Your answer must consist of one number: how many lines in the records contain "PageStore".

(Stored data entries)
- - -
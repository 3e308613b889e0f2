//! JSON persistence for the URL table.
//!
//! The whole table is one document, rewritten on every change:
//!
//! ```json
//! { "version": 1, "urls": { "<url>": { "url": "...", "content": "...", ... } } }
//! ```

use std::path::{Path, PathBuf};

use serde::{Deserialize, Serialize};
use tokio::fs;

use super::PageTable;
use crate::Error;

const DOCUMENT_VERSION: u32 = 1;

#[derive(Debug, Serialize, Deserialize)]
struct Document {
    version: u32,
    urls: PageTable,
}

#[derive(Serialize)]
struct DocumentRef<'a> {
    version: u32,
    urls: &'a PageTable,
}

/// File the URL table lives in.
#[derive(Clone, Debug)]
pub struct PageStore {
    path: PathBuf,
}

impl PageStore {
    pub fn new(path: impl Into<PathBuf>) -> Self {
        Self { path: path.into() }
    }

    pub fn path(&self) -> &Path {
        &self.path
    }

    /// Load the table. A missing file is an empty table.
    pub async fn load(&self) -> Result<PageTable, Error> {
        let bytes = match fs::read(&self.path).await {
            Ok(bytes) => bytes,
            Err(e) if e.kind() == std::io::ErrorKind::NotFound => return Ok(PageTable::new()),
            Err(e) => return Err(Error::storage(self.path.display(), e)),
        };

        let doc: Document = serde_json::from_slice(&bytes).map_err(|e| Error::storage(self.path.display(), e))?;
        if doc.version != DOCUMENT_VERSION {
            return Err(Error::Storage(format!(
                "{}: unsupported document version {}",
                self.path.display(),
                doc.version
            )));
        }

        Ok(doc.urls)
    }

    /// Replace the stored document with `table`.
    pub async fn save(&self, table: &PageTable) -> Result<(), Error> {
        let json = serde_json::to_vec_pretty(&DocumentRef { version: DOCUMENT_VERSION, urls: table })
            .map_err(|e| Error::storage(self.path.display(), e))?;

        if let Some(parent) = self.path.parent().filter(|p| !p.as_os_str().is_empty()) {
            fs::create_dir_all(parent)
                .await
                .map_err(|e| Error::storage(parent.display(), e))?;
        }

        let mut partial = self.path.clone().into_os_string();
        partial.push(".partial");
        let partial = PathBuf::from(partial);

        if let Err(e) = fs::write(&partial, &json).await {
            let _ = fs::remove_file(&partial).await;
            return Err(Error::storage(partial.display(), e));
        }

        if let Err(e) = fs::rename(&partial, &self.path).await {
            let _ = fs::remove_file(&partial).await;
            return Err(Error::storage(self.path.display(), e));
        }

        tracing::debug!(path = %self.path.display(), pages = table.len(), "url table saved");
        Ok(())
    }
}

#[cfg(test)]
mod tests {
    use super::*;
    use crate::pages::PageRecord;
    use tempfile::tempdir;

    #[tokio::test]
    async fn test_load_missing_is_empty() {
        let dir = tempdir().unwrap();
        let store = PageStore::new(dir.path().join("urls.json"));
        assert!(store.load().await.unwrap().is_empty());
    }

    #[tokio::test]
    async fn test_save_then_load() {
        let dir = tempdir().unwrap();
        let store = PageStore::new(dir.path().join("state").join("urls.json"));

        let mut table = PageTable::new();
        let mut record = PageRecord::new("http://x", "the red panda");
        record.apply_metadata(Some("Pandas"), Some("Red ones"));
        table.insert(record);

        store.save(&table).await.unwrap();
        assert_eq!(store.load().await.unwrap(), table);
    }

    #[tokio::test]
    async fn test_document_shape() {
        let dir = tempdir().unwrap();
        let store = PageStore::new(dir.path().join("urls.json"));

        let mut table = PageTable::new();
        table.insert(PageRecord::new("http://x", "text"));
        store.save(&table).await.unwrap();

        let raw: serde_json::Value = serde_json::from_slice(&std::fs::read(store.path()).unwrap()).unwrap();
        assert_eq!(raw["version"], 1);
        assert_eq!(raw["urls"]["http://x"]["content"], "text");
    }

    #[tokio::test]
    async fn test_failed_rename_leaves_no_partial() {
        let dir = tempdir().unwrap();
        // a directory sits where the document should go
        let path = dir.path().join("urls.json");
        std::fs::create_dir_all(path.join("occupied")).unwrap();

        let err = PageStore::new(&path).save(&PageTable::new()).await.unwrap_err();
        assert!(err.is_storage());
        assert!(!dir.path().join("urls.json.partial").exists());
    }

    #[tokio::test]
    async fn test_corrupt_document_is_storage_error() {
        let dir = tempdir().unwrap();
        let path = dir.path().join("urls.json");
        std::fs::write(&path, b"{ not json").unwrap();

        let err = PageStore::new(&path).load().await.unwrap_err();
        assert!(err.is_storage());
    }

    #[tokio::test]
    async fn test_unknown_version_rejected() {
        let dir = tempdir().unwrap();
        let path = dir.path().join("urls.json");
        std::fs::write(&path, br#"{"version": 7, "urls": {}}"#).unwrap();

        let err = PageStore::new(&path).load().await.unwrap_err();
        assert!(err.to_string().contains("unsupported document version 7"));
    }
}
- - -
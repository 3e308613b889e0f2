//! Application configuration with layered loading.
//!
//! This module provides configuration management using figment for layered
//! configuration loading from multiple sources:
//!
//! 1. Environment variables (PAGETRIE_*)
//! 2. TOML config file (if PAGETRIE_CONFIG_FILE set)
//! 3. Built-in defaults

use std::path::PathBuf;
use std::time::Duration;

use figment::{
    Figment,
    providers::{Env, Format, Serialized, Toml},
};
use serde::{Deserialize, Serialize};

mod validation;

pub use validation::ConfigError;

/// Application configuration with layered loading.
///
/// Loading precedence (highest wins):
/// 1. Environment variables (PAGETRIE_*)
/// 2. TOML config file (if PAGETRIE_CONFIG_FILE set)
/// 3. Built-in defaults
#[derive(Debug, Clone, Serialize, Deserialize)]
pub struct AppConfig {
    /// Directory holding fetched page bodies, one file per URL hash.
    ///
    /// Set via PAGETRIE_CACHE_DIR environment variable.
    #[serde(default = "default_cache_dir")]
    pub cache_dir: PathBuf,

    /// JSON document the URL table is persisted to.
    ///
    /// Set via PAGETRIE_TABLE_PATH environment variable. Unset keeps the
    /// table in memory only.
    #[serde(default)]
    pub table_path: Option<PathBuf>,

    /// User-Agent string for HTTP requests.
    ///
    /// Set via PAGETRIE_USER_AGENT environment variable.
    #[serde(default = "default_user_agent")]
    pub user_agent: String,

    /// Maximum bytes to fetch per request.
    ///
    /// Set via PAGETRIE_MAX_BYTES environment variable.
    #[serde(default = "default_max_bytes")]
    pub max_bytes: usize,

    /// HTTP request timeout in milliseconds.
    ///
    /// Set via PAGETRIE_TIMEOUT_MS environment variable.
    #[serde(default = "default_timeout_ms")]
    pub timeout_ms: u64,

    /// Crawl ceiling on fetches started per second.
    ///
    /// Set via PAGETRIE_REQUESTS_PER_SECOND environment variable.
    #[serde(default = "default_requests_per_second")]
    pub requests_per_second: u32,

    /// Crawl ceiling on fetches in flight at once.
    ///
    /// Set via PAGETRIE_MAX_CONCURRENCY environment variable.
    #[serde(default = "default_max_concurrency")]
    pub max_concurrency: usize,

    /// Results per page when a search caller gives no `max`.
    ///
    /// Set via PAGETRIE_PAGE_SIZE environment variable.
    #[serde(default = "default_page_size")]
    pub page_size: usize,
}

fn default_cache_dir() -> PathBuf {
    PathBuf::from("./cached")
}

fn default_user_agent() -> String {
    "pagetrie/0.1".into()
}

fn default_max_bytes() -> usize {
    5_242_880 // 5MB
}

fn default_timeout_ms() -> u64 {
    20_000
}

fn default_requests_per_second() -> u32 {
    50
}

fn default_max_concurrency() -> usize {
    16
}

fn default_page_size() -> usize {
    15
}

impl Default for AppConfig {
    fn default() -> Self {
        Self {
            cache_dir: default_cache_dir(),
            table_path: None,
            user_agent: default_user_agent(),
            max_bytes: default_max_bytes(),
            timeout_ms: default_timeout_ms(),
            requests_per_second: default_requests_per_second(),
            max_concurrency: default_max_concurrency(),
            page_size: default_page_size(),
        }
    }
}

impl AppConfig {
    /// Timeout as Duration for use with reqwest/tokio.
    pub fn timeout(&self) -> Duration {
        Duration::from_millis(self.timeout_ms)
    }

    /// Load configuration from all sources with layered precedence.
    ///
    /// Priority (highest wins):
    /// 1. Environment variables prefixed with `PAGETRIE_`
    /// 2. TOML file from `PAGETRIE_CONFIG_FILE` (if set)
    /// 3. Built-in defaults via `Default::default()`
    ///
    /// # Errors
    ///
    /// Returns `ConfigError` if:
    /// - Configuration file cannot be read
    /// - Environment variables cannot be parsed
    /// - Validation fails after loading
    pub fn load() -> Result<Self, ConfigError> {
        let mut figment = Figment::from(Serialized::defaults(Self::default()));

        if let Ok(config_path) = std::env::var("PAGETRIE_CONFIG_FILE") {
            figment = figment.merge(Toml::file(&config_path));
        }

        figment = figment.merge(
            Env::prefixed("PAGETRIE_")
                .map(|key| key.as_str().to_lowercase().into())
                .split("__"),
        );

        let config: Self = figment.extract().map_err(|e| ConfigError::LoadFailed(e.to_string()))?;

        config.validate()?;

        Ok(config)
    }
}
- - -
Answer space: 8